That was different enough from either of my co-worker’s opinions for them to stop and look at me. I took another breath and jumped further into the breach.
“After our cat died,” I said, “I saw him for the next few months.” One co-worker scoffed, while the other started to agree with me… but I cut her off. “But I don’t know that I *did* see him. I wanted to, sure. I want to believe that our cat is in a better place, or watching over us, but that’s not proof.”
“But you *saw* him,” the believer protested.
“That’s not proof, though. People love to see things and patterns that aren’t really there. I can’t tell you whether or not my brain was simply fooling me.”
This is the dilemma that Descartes found himself up against a few hundred years ago. (I’m writing this (and these other papers) so you don’t have to read it; Descartes may have been a genius, but he could have used a good editor.)
He realized that a demon could hypothetically alter his perceptions. How could he know that reality existed? How could he know what was real?

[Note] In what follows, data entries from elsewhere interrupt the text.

//! LXD driver (containers and VMs over the LXD REST API).

use std::collections::BTreeMap;

use async_trait::async_trait;
use serde::Deserialize;

use gough_core::MachineState;

use crate::error::{CloudError, Result};
use crate::registry::DriverConfig;
use crate::types::{Descriptor, Machine, MachineFilters, MachineSpec};
use crate::util::classify_ips;
use crate::{CloudDriver, REQUEST_TIMEOUT};

/// Driver for LXD.
///
/// Authenticates with a trusted client certificate. Most mutating calls
/// return background operations; the driver waits on the operation endpoint
/// so callers observe the same synchronous semantics as other backends.
pub struct LxdDriver {
    client: reqwest::Client,
    api_base: String,
}

/// Map an LXD instance status into the unified state.
#[must_use]
pub fn map_state(status: &str) -> MachineState {
    match status {
        "Running" => MachineState::Running,
        "Stopped" | "Frozen" => MachineState::Stopped,
        "Starting" | "Stopping" => MachineState::Pending,
        "Aborting" | "Error" => MachineState::Error,
        _ => MachineState::Unknown,
    }
}

#[derive(Debug, Deserialize)]
struct Envelope<T> {
    #[serde(default)]
    metadata: Option<T>,
    #[serde(default)]
    operation: String,
}

#[derive(Debug, Default, Deserialize)]
struct LxdInstance {
    name: String,
    #[serde(default)]
    status: String,
    #[serde(default, rename = "type")]
    instance_type: String,
    #[serde(default)]
    config: BTreeMap<String, String>,
    #[serde(default)]
    state: Option<LxdInstanceState>,
    #[serde(default)]
    created_at: Option<chrono::DateTime<chrono::Utc>>,
}

#[derive(Debug, Deserialize)]
struct LxdInstanceState {
    #[serde(default)]
    network: Option<BTreeMap<String, LxdNetwork>>,
}

#[derive(Debug, Deserialize)]
struct LxdNetwork {
    #[serde(default)]
    addresses: Vec<LxdAddress>,
}

#[derive(Debug, Deserialize)]
struct LxdAddress {
    address: String,
    #[serde(default)]
    scope: String,
}

impl LxdDriver {
    /// Build a driver from registry configuration.
    ///
    /// Credentials: `url`, and for TLS endpoints `client_cert` +
    /// `client_key` in PEM. `verify_ssl: "false"` disables server
    /// verification for self-signed clusters.
    ///
    /// # Errors
    ///
    /// Returns [`CloudError::Auth`] when `url` is missing or the identity
    /// cannot be loaded.
    pub fn from_config(config: &DriverConfig) -> Result<Self> {
        let url = config.require("url")?;

        let mut builder = reqwest::Client::builder().timeout(REQUEST_TIMEOUT);

        if let (Some(cert), Some(key)) =
            (config.optional("client_cert"), config.optional("client_key"))
        {
            let identity = reqwest::Identity::from_pem(format!("{cert}\n{key}").as_bytes())
                .map_err(|e| CloudError::Auth(format!("invalid LXD client identity: {e}")))?;
            builder = builder.identity(identity);
        }

        if config.optional("verify_ssl").as_deref() == Some("false") {
            builder = builder.danger_accept_invalid_certs(true);
        }

        let client = builder
            .build()
            .map_err(|e| CloudError::cloud(e.to_string()))?;

        Ok(Self {
            client,
            api_base: url.trim_end_matches('/').to_string(),
        })
    }

    async fn send(&self, request: reqwest::RequestBuilder) -> Result<reqwest::Response> {
        let response = request.send().await?;
        if response.status().is_success() {
            Ok(response)
        } else {
            let status = response.status();
            let body = response.text().await.unwrap_or_default();
            Err(CloudError::from_status(status, &body))
        }
    }

    /// Wait for a background operation to finish.
    async fn wait_operation(&self, operation: &str) -> Result<()> {
        if operation.is_empty() {
            return Ok(());
        }
        let url = format!("{}{operation}/wait?timeout=30", self.api_base);
        self.send(self.client.get(url)).await?;
        Ok(())
    }

    fn parse_instance(instance: LxdInstance) -> Machine {
        let state = map_state(&instance.status);

        let mut addresses = Vec::new();
        if let Some(network) = instance.state.as_ref().and_then(|s| s.network.as_ref()) {
            for (interface, net) in network {
                if interface == "lo" {
                    continue;
                }
                for addr in &net.addresses {
                    if addr.scope == "global" {
                        addresses.push(addr.address.clone());
                    }
                }
            }
        }
        let (public_ips, private_ips) = classify_ips(&addresses);

        let image = instance
            .config
            .get("image.description")
            .cloned()
            .unwrap_or_default();

        let mut extra = serde_json::Map::new();
        extra.insert("status".into(), serde_json::json!(instance.status));
        extra.insert("type".into(), serde_json::json!(instance.instance_type));

        // `name` doubles as the external id; LXD instance names are unique
        // per project.
        let mut machine = Machine::new(instance.name.clone(), instance.name, state);
        machine.image = image;
        machine.public_ips = public_ips;
        machine.private_ips = private_ips;
        machine.extra = extra;
        machine.created_at = instance.created_at;
        machine
    }

    async fn change_state(&self, id: &str, action: &str) -> Result<()> {
        let envelope: Envelope<serde_json::Value> = self
            .send(
                self.client
                    .put(format!("{}/1.0/instances/{id}/state", self.api_base))
                    .json(&serde_json::json!({
                        "action": action,
                        "timeout": 30,
                        "force": false,
                    })),
            )
            .await?
            .json()
            .await?;
        self.wait_operation(&envelope.operation).await
    }
}

#[async_trait]
impl CloudDriver for LxdDriver {
    fn name(&self) -> &'static str {
        "lxd"
    }

    async fn authenticate(&self) -> Result<()> {
        // Trusted certificates see "trusted" in the server metadata.
        #[derive(Default, Deserialize)]
        struct ServerInfo {
            #[serde(default)]
            auth: String,
        }

        let envelope: Envelope<ServerInfo> = self
            .send(self.client.get(format!("{}/1.0", self.api_base)))
            .await?
            .json()
            .await?;

        match envelope.metadata {
            Some(info) if info.auth == "trusted" => Ok(()),
            _ => Err(CloudError::Auth(
                "LXD client certificate is not trusted".into(),
            )),
        }
    }

    async fn list_machines(&self, filters: &MachineFilters) -> Result<Vec<Machine>> {
        let envelope: Envelope<Vec<LxdInstance>> = self
            .send(
                self.client
                    .get(format!("{}/1.0/instances", self.api_base))
                    .query(&[("recursion", "2")]),
            )
            .await?
            .json()
            .await?;

        let mut machines: Vec<Machine> = envelope
            .metadata
            .unwrap_or_default()
            .into_iter()
            .map(Self::parse_instance)
            .collect();
        machines.retain(|m| filters.matches(m));
        Ok(machines)
    }

    async fn get_machine(&self, id: &str) -> Result<Machine> {
        let envelope: Envelope<LxdInstance> = self
            .send(
                self.client
                    .get(format!("{}/1.0/instances/{id}", self.api_base))
                    .query(&[("recursion", "1")]),
            )
            .await?
            .json()
            .await?;

        envelope
            .metadata
            .map(Self::parse_instance)
            .ok_or_else(|| CloudError::NotFound(id.to_string()))
    }

    async fn create_machine(&self, spec: &MachineSpec) -> Result<Machine> {
        let mut config = BTreeMap::new();
        if !spec.cloud_init.is_empty() {
            // LXD carries cloud-init in the instance config.
            config.insert("user.user-data".to_string(), spec.cloud_init.clone());
        }
        if let Some(cpu) = spec.extra_str("limits_cpu") {
            config.insert("limits.cpu".to_string(), cpu.to_string());
        }
        if let Some(memory) = spec.extra_str("limits_memory") {
            config.insert("limits.memory".to_string(), memory.to_string());
        }

        let body = serde_json::json!({
            "name": spec.name,
            "source": {
                "type": "image",
                "alias": spec.image,
            },
            "config": config,
            "type": spec.extra_str("instance_type").unwrap_or("container"),
        });

        let envelope: Envelope<serde_json::Value> = self
            .send(
                self.client
                    .post(format!("{}/1.0/instances", self.api_base))
                    .json(&body),
            )
            .await?
            .json()
            .await?;
        self.wait_operation(&envelope.operation).await?;

        self.get_machine(&spec.name).await
    }

    async fn destroy_machine(&self, id: &str) -> Result<()> {
        let envelope: Envelope<serde_json::Value> = self
            .send(
                self.client
                    .delete(format!("{}/1.0/instances/{id}", self.api_base)),
            )
            .await?
            .json()
            .await?;
        self.wait_operation(&envelope.operation).await
    }

    async fn start_machine(&self, id: &str) -> Result<()> {
        self.change_state(id, "start").await
    }

    async fn stop_machine(&self, id: &str) -> Result<()> {
        self.change_state(id, "stop").await
    }

    async fn reboot_machine(&self, id: &str) -> Result<()> {
        self.change_state(id, "restart").await
    }

    async fn list_images(&self, _filters: &MachineFilters) -> Result<Vec<Descriptor>> {
        #[derive(Deserialize)]
        struct LxdImage {
            fingerprint: String,
            #[serde(default)]
            properties: BTreeMap<String, String>,
        }

        let envelope: Envelope<Vec<LxdImage>> = self
            .send(
                self.client
                    .get(format!("{}/1.0/images", self.api_base))
                    .query(&[("recursion", "1")]),
            )
            .await?
            .json()
            .await?;

        Ok(envelope
            .metadata
            .unwrap_or_default()
            .into_iter()
            .map(|image| {
                let name = image
                    .properties
                    .get("description")
                    .cloned()
                    .unwrap_or_else(|| image.fingerprint.clone());
                Descriptor::new(image.fingerprint, name)
            })
            .collect())
    }

    async fn get_console_output(&self, id: &str) -> Result<String> {
        let result = self
            .send(
                self.client
                    .get(format!("{}/1.0/instances/{id}/console", self.api_base)),
            )
            .await;
        match result {
            Ok(response) => Ok(response.text().await.unwrap_or_default()),
            Err(CloudError::NotFound(_)) => Ok(String::new()),
            Err(other) => Err(other),
        }
    }
}

#[cfg(test)]
mod tests {
    use super::*;
    use wiremock::matchers::{method, path};
    use wiremock::{Mock, MockServer, ResponseTemplate};

    fn driver(server: &MockServer) -> LxdDriver {
        let config = DriverConfig {
            kind: "lxd".to_string(),
            region: String::new(),
            credentials: [("url".to_string(), serde_json::json!(server.uri()))]
                .into_iter()
                .collect(),
        };
        LxdDriver::from_config(&config).unwrap()
    }

    #[test]
    fn state_map() {
        assert_eq!(map_state("Running"), MachineState::Running);
        assert_eq!(map_state("Stopped"), MachineState::Stopped);
        assert_eq!(map_state("Frozen"), MachineState::Stopped);
        assert_eq!(map_state("Starting"), MachineState::Pending);
        assert_eq!(map_state("Stopping"), MachineState::Pending);
        assert_eq!(map_state("Aborting"), MachineState::Error);
        assert_eq!(map_state("Error"), MachineState::Error);
        assert_eq!(map_state("Weird"), MachineState::Unknown);
    }

    #[tokio::test]
    async fn untrusted_certificate_fails_authenticate() {
        let server = MockServer::start().await;
        Mock::given(method("GET"))
            .and(path("/1.0"))
            .respond_with(ResponseTemplate::new(200).set_body_json(serde_json::json!({
                "metadata": { "auth": "untrusted" }
            })))
            .mount(&server)
            .await;

        let result = driver(&server).authenticate().await;
        assert!(matches!(result, Err(CloudError::Auth(_))));
    }

    #[tokio::test]
    async fn instance_addresses_are_classified() {
        let server = MockServer::start().await;
        Mock::given(method("GET"))
            .and(path("/1.0/instances/web-1"))
            .respond_with(ResponseTemplate::new(200).set_body_json(serde_json::json!({
                "metadata": {
                    "name": "web-1",
                    "status": "Running",
                    "type": "container",
                    "config": { "image.description": "Ubuntu jammy" },
                    "state": {
                        "network": {
                            "eth0": {
                                "addresses": [
                                    { "address": "10.114.0.9", "scope": "global" },
                                    { "address": "203.0.113.20", "scope": "global" },
                                    { "address": "fe80::1", "scope": "link" }
                                ]
                            },
                            "lo": {
                                "addresses": [
                                    { "address": "127.0.0.1", "scope": "local" }
                                ]
                            }
                        }
                    }
                }
            })))
            .mount(&server)
            .await;

        let machine = driver(&server).get_machine("web-1").await.unwrap();
        assert_eq!(machine.state, MachineState::Running);
        assert_eq!(machine.public_ips, vec!["203.0.113.20"]);
        assert_eq!(machine.private_ips, vec!["10.114.0.9"]);
        assert_eq!(machine.image, "Ubuntu jammy");
    }

    #[tokio::test]
    async fn stop_waits_on_the_operation() {
        let server = MockServer::start().await;
        Mock::given(method("PUT"))
            .and(path("/1.0/instances/web-1/state"))
            .respond_with(ResponseTemplate::new(202).set_body_json(serde_json::json!({
                "operation": "/1.0/operations/op-7"
            })))
            .mount(&server)
            .await;
        Mock::given(method("GET"))
            .and(path("/1.0/operations/op-7/wait"))
            .respond_with(ResponseTemplate::new(200).set_body_json(serde_json::json!({
                "metadata": { "status": "Success" }
            })))
            .expect(1)
            .mount(&server)
            .await;

        driver(&server).stop_machine("web-1").await.unwrap();
    }
}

It is from this dilemma that his most famous statement comes: “I think, therefore I am.” Because no matter what alters the sensory perceptions, the act of reflecting on them implies a real actor being able to reflect.
This, in turn, opens the road to dualism and the idea that the body and senses are not the same thing as the intellect, It’s this dualism that leaves the way open to rationally consider in a separate spirit from the biology of the body… and therefore, ghosts.
I would love to see evidence – preferably through Randi’s challenge – of the paranormal. But until there’s evidence outside my own head, *outside* my own senses, it seems that all I have is this untrustworthy narrator of a brain.